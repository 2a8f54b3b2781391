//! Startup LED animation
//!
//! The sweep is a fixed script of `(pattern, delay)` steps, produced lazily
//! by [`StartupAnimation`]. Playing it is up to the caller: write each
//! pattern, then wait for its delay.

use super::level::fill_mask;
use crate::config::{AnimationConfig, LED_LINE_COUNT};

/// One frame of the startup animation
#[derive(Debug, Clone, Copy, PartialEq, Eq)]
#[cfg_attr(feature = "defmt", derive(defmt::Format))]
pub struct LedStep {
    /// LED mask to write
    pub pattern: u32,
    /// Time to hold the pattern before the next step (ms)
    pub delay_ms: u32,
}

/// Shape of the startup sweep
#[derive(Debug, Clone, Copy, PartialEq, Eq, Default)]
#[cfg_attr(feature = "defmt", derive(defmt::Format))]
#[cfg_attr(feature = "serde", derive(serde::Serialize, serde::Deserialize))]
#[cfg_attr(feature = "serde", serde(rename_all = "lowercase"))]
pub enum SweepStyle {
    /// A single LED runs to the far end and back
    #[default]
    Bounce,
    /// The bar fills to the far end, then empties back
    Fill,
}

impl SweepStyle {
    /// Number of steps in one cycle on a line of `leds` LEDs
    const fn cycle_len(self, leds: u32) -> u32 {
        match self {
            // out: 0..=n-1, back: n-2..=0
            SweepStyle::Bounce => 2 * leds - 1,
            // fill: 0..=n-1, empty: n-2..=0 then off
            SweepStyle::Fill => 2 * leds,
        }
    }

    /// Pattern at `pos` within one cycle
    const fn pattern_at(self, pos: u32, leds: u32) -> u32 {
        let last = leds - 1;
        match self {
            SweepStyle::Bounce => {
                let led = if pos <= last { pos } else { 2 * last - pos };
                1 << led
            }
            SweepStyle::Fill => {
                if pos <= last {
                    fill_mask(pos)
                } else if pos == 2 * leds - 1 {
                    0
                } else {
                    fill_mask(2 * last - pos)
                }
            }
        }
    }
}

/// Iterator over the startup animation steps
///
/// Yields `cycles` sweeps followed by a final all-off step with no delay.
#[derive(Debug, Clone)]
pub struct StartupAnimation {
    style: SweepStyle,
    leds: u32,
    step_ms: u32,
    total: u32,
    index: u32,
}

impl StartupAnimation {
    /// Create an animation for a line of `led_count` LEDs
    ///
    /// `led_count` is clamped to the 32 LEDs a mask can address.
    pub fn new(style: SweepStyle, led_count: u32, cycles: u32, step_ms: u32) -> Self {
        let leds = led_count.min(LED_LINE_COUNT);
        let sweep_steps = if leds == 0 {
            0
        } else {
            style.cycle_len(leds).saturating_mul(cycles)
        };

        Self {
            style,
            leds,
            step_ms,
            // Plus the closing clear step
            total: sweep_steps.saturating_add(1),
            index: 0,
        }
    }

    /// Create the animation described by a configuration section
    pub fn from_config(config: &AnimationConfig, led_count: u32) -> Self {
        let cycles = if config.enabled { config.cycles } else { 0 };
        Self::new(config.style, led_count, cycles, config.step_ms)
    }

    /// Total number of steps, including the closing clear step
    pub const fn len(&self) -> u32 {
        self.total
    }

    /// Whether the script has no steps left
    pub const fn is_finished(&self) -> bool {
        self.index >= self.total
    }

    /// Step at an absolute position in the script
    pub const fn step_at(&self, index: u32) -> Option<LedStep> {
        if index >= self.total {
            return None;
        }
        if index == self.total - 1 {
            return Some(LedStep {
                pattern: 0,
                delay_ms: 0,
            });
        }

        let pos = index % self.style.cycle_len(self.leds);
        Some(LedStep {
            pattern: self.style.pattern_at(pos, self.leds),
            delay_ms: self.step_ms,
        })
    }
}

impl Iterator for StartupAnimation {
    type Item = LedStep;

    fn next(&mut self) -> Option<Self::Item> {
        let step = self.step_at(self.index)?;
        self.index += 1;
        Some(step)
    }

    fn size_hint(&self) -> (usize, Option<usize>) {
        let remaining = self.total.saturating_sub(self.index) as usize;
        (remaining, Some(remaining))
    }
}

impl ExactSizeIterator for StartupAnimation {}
+-------+
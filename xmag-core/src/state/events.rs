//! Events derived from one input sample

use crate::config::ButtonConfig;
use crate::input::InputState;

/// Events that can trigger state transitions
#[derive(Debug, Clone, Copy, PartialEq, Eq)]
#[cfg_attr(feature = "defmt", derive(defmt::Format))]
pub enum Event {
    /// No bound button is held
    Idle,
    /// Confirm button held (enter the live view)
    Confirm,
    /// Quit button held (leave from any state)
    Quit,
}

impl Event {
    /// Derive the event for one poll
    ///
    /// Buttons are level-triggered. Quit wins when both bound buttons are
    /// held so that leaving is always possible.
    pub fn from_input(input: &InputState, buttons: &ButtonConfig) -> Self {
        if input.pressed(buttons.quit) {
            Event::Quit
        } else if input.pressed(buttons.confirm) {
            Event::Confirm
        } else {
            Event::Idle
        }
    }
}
+-------+
== Task details ==
When the line with "let cycles = if" is reached in the data above, start copying there, and copy each line exactly until the line with "impl ExactSizeIterator for" has been copied; copy nothing else.

== Answer section ==
        let cycles = if config.enabled { config.cycles } else { 0 };
        Self::new(config.style, led_count, cycles, config.step_ms)
    }

    /// Total number of steps, including the closing clear step
    pub const fn len(&self) -> u32 {
        self.total
    }

    /// Whether the script has no steps left
    pub const fn is_finished(&self) -> bool {
        self.index >= self.total
    }

    /// Step at an absolute position in the script
    pub const fn step_at(&self, index: u32) -> Option<LedStep> {
        if index >= self.total {
            return None;
        }
        if index == self.total - 1 {
            return Some(LedStep {
                pattern: 0,
                delay_ms: 0,
            });
        }

        let pos = index % self.style.cycle_len(self.leds);
        Some(LedStep {
            pattern: self.style.pattern_at(pos, self.leds),
            delay_ms: self.step_ms,
        })
    }
}

impl Iterator for StartupAnimation {
    type Item = LedStep;

    fn next(&mut self) -> Option<Self::Item> {
        let step = self.step_at(self.index)?;
        self.index += 1;
        Some(step)
    }

    fn size_hint(&self) -> (usize, Option<usize>) {
        let remaining = self.total.saturating_sub(self.index) as usize;
        (remaining, Some(remaining))
    }
}

impl ExactSizeIterator for StartupAnimation {}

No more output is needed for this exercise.